The eICU® has burnished the reputation of all the hospitals in the system as well. In the past doctors were not so confident about sending patients to the ICU at 100-bed Sentara Bayside Hospital, Virginia Beach, Va., because they did not feel it was "comprehensive enough," Hochman says. But Bayside, which went live with the eICU® enhancement about six months ago, just had its best year ever: Admissions rose 2.8% to 5,227 and surgeries, including outpatient procedures, increased 8.3% to 6,049.

"It’s no coincidence to us," Hochman says.

Hochman also gives the eICU® credit for helping to standardize practices systemwide.
Physicians working in all the ICUs are comparing notes now. It has "put a light on critical-care medicine for us," Hochman says.

Sentara is next considering opportunities in outlying hospitals that are not part of the system but refer seriously ill patients. "This could be a win-win for rural Virginia hospitals that have three or four beds hooked up so we can co-manage patients to prevent having to ship them to Sentara," Hochman says.

Spillover effects

LEAPFROG'S 10 REQUIREMENTS
FOR TELE-MONITORING
     
  An intensivist who is physically present in the ICU performs a daily comprehensive review of each patient and establishes or revises a care plan.
  A tele-intensivist is available whenever an on-site intensivist is not.
  A tele-intensivist has immediate access to key patient data, including medications, bedside monitor data, lab orders and results.
  Data links between tele-intensivists and the ICU are reliable and secure.
  Audiovisual support is clear enough for tele-intensivists to assess a patient's breathing pattern and communicate with on-site personnel at bedside.
  Written standards for remote care are established, including credentials and certification in critical-care medicine as well as explicit policies on roles and responsiblities.
  Tele-ICU care is proactive, with routine review of all patients at a frequency appropriate to severity of illness.
  A tele-intensivist's workload permits completion of a comprehensive patient assessment within five minutes of a request for assistance.
  A written process of communication is established between a tele-intensivist and an on-site care team.
  A tele-intensivist documents patient-care activities, and documentation is incorporated into the patient record.
 
  Source: Leapfrog Group                                       MH/John Hall

As to the $3 million question: Is the eICU® Leapfrog-compatible?

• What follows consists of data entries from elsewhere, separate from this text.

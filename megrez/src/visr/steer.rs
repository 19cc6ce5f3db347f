// Copyright 2024 Google LLC
//
// Licensed under the Apache License, Version 2.0 (the "License");
// you may not use this file except in compliance with the License.
// You may obtain a copy of the License at
//
//     https://www.apache.org/licenses/LICENSE-2.0
//
// Unless required by applicable law or agreed to in writing, software
// distributed under the License is distributed on an "AS IS" BASIS,
// WITHOUT WARRANTIES OR CONDITIONS OF ANY KIND, either express or implied.
// See the License for the specific language governing permissions and
// limitations under the License.

#[cfg(test)]
#[path = "steer_test.rs"]
mod tests;

use crate::visr::{Error, Result, VISR_FAILURE, VISR_SUCCESS, Visr, error};

/// CPU-identification leaves the privileged domain's driver uses to hand
/// vectors to the hypervisor. The opcode arrives in the leaf register, the
/// vector in the operand register.
pub const LEAF_SAVE_PHYS_VECTOR: u32 = 0xf00d_beef;
pub const LEAF_POST_VIRT_VECTOR: u32 = 0xcafe_babe;

/// Vectors below 32 are exceptions; nothing above 255 exists.
pub const VECTOR_MIN: u64 = 32;
pub const VECTOR_MAX: u64 = 255;

#[derive(Debug, Clone, Copy, PartialEq, Eq)]
pub struct SteerRequest {
    pub op: u32,
    pub vector: u64,
}

/// Dispatches a trapped synthetic CPU-identification request.
///
/// Returns `None` when the leaf belongs to someone else, `Some(Ok(code))`
/// with the result-register value when handled, and `Some(Err(_))` on a
/// driver contract violation.
pub fn handle_request(visr: &Visr, req: &SteerRequest) -> Option<Result<u64>> {
    match req.op {
        LEAF_SAVE_PHYS_VECTOR => Some(save_phys_vector(visr, req.vector)),
        LEAF_POST_VIRT_VECTOR => Some(post_virt_vector(visr, req.vector)),
        _ => None,
    }
}

fn checked_vector(vector: u64) -> Result<u8> {
    if (VECTOR_MIN..=VECTOR_MAX).contains(&vector) {
        Ok(vector as u8)
    } else {
        error::VectorOutOfRange { vector }.fail()
    }
}

/// First half of the handshake: the driver received a physical vector from
/// its OS and parks it here for later remapping.
fn save_phys_vector(visr: &Visr, vector: u64) -> Result<u64> {
    let vector = checked_vector(vector)?;
    match visr.bind_phys_vector(vector) {
        Ok(_) => Ok(VISR_SUCCESS),
        Err(Error::NoDeviceAvailable { .. }) => {
            log::warn!("no device available for physical vector {vector:#x}");
            Ok(VISR_FAILURE)
        }
        Err(e) => Err(e),
    }
}

/// Second half, fired on every interrupt: the physical vector landed in the
/// privileged domain and is re-delivered as the bound device's virtual
/// vector.
fn post_virt_vector(visr: &Visr, vector: u64) -> Result<u64> {
    let vector = checked_vector(vector)?;
    visr.post_virt_vector(vector)?;
    Ok(VISR_SUCCESS)
}
// Copyright 2024 Google LLC
//
// Licensed under the Apache License, Version 2.0 (the "License");
// you may not use this file except in compliance with the License.
// You may obtain a copy of the License at
//
//     https://www.apache.org/licenses/LICENSE-2.0
//
// Unless required by applicable law or agreed to in writing, software
// distributed under the License is distributed on an "AS IS" BASIS,
// WITHOUT WARRANTIES OR CONDITIONS OF ANY KIND, either express or implied.
// See the License for the specific language governing permissions and
// limitations under the License.

#[cfg(test)]
#[path = "acpi_test.rs"]
mod tests;

use std::mem::size_of;

use snafu::Snafu;
use zerocopy::{FromBytes, Immutable, IntoBytes, KnownLayout};

use crate::errors::{DebugTrace, trace_error};

pub const SIG_MCFG: [u8; 4] = *b"MCFG";

#[trace_error]
#[derive(Snafu, DebugTrace)]
#[snafu(module, visibility(pub(crate)), context(suffix(false)))]
pub enum Error {
    #[snafu(display("Expected table signature {expected:?}, got {got:?}"))]
    BadSignature { expected: [u8; 4], got: [u8; 4] },
    #[snafu(display("Table of {length} bytes cannot hold an allocation entry"))]
    TableTooShort { length: u32 },
    #[snafu(display("Table declares {declared} bytes but only {mapped} are mapped"))]
    Truncated { declared: u32, mapped: usize },
}

pub type Result<T, E = Error> = std::result::Result<T, E>;

#[repr(C, align(4))]
#[derive(Debug, Clone, Default, FromBytes, Immutable, IntoBytes, KnownLayout)]
pub struct AcpiTableHeader {
    pub signature: [u8; 4],
    pub length: u32,
    pub revision: u8,
    pub checksum: u8,
    pub oem_id: [u8; 6],
    pub oem_table_id: [u8; 8],
    pub oem_revision: u32,
    pub asl_compiler_id: [u8; 4],
    pub asl_compiler_revision: u32,
}

#[repr(C, align(4))]
#[derive(Debug, Clone, Copy, Default, FromBytes, Immutable, IntoBytes, KnownLayout)]
pub struct AcpiMcfgAllocation {
    pub address: [u32; 2],
    pub pci_segment: u16,
    pub start_bus_number: u8,
    pub end_bus_number: u8,
    pub reserved: u32,
}

impl AcpiMcfgAllocation {
    pub fn base(&self) -> u64 {
        ((self.address[1] as u64) << 32) | self.address[0] as u64
    }

    pub fn contains_bus(&self, bus: u8) -> bool {
        (self.start_bus_number..=self.end_bus_number).contains(&bus)
    }
}

/// The allocation array starts after the header and 8 reserved bytes.
pub const MCFG_ALLOCATIONS_OFFSET: usize = size_of::<AcpiTableHeader>() + 8;

/// The extended-configuration regions declared by the guest's MCFG table,
/// captured once and immutable afterwards.
#[derive(Debug)]
pub struct McfgTable {
    allocations: Vec<AcpiMcfgAllocation>,
}

impl McfgTable {
    /// Validates the header of a mapped MCFG table and returns the declared
    /// table length. The table must hold at least one allocation entry.
    pub fn table_len(bytes: &[u8]) -> Result<u32> {
        let Ok((header, _)) = AcpiTableHeader::read_from_prefix(bytes) else {
            return error::Truncated {
                declared: size_of::<AcpiTableHeader>() as u32,
                mapped: bytes.len(),
            }
            .fail();
        };
        if header.signature != SIG_MCFG {
            return error::BadSignature {
                expected: SIG_MCFG,
                got: header.signature,
            }
            .fail();
        }
        let min = (MCFG_ALLOCATIONS_OFFSET + size_of::<AcpiMcfgAllocation>()) as u32;
        if header.length < min {
            return error::TableTooShort {
                length: header.length,
            }
            .fail();
        }
        Ok(header.length)
    }

    pub fn parse(bytes: &[u8]) -> Result<McfgTable> {
        let length = Self::table_len(bytes)? as usize;
        if bytes.len() < length {
            return error::Truncated {
                declared: length as u32,
                mapped: bytes.len(),
            }
            .fail();
        }
        let mut allocations = vec![];
        let mut entries = &bytes[MCFG_ALLOCATIONS_OFFSET..length];
        while let Ok((alloc, rest)) = AcpiMcfgAllocation::read_from_prefix(entries) {
            allocations.push(alloc);
            entries = rest;
        }
        Ok(McfgTable { allocations })
    }

    pub fn allocations(&self) -> &[AcpiMcfgAllocation] {
        &self.allocations
    }

    /// Base address of the 1-MiB extended-configuration window of `bus`,
    /// if some allocation covers it.
    pub fn ecam_base(&self, bus: u8) -> Option<u64> {
        let alloc = self.allocations.iter().find(|a| a.contains_bus(bus))?;
        Some(alloc.base() + (((bus - alloc.start_bus_number) as u64) << 20))
    }
}
// Copyright 2024 Google LLC
//
// Licensed under the Apache License, Version 2.0 (the "License");
// you may not use this file except in compliance with the License.
// You may obtain a copy of the License at
//
//     https://www.apache.org/licenses/LICENSE-2.0
//
// Unless required by applicable law or agreed to in writing, software
// distributed under the License is distributed on an "AS IS" BASIS,
// WITHOUT WARRANTIES OR CONDITIONS OF ANY KIND, either express or implied.
// See the License for the specific language governing permissions and
// limitations under the License.

use crate::hv::PortIo;
use crate::pci::{Bdf, ConfigAddress, PORT_CONFIG_ADDRESS, PORT_CONFIG_DATA};

/// Real hardware configuration space, reached through the legacy
/// CF8/CFC mechanism.
///
/// Reading clobbers the address latch; callers run before the guest is
/// released into the latched sequence or on the trapped path where the
/// latch is re-read anyway.
#[derive(Debug, Clone, Copy)]
pub struct HostConfig<'a> {
    pio: &'a dyn PortIo,
}

impl<'a> HostConfig<'a> {
    pub fn new(pio: &'a dyn PortIo) -> HostConfig<'a> {
        HostConfig { pio }
    }

    /// Reads one configuration dword of the device.
    pub fn read_reg(&self, bdf: Bdf, reg: u8) -> u32 {
        let addr = ConfigAddress::for_reg(bdf, reg);
        self.pio.write(PORT_CONFIG_ADDRESS, 4, addr.0);
        self.pio.read(PORT_CONFIG_DATA, 4)
    }
}
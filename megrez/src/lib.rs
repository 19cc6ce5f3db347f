// Copyright 2024 Google LLC
//
// Licensed under the Apache License, Version 2.0 (the "License");
// you may not use this file except in compliance with the License.
// You may obtain a copy of the License at
//
//     https://www.apache.org/licenses/LICENSE-2.0
//
// Unless required by applicable law or agreed to in writing, software
// distributed under the License is distributed on an "AS IS" BASIS,
// WITHOUT WARRANTIES OR CONDITIONS OF ANY KIND, either express or implied.
// See the License for the specific language governing permissions and
// limitations under the License.

#[path = "acpi/acpi.rs"]
pub mod acpi;
pub mod errors;
#[path = "hv/hv.rs"]
pub mod hv;
#[path = "pci/pci.rs"]
pub mod pci;
#[path = "utils/utils.rs"]
pub(crate) mod utils;
#[path = "visr/visr.rs"]
pub mod visr;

The standard was expanded last fall "to allow for the presence (of a critical-care physician) to be achieved through an eICU®," says Suzanne Delbanco, executive director of the coalition led by a group of Fortune 500 companies.

Delbanco would not comment on how Sentara’s eICU® complies with Leapfrog’s standards. However, the 10 key features of Leapfrog’s ICU- tele-monitoring guidelines were based partly on studies conducted by researchers led by VISICU co-founder Rosenfeld when he was an intensivist with Johns Hopkins Hospital in Baltimore. (See chart.)

Bernd says he believes the technology has great potential in other areas, such as helping with overflow in the emergency department and even in primary-care offices. The focus right now, though, is to just "make sure it works."

When all is said and done, the real return on the investment is coming from patient satisfaction, Bernd says. "The key to success is continuous quality improvement of clinical processes and driving out variations of outcomes in clinical care," he says.

"This will do more for quality patient care and financial viability than anything we can do on our business side. I think the eICU® is one of the breakthrough technological advances that can put us where we need to be in our industry."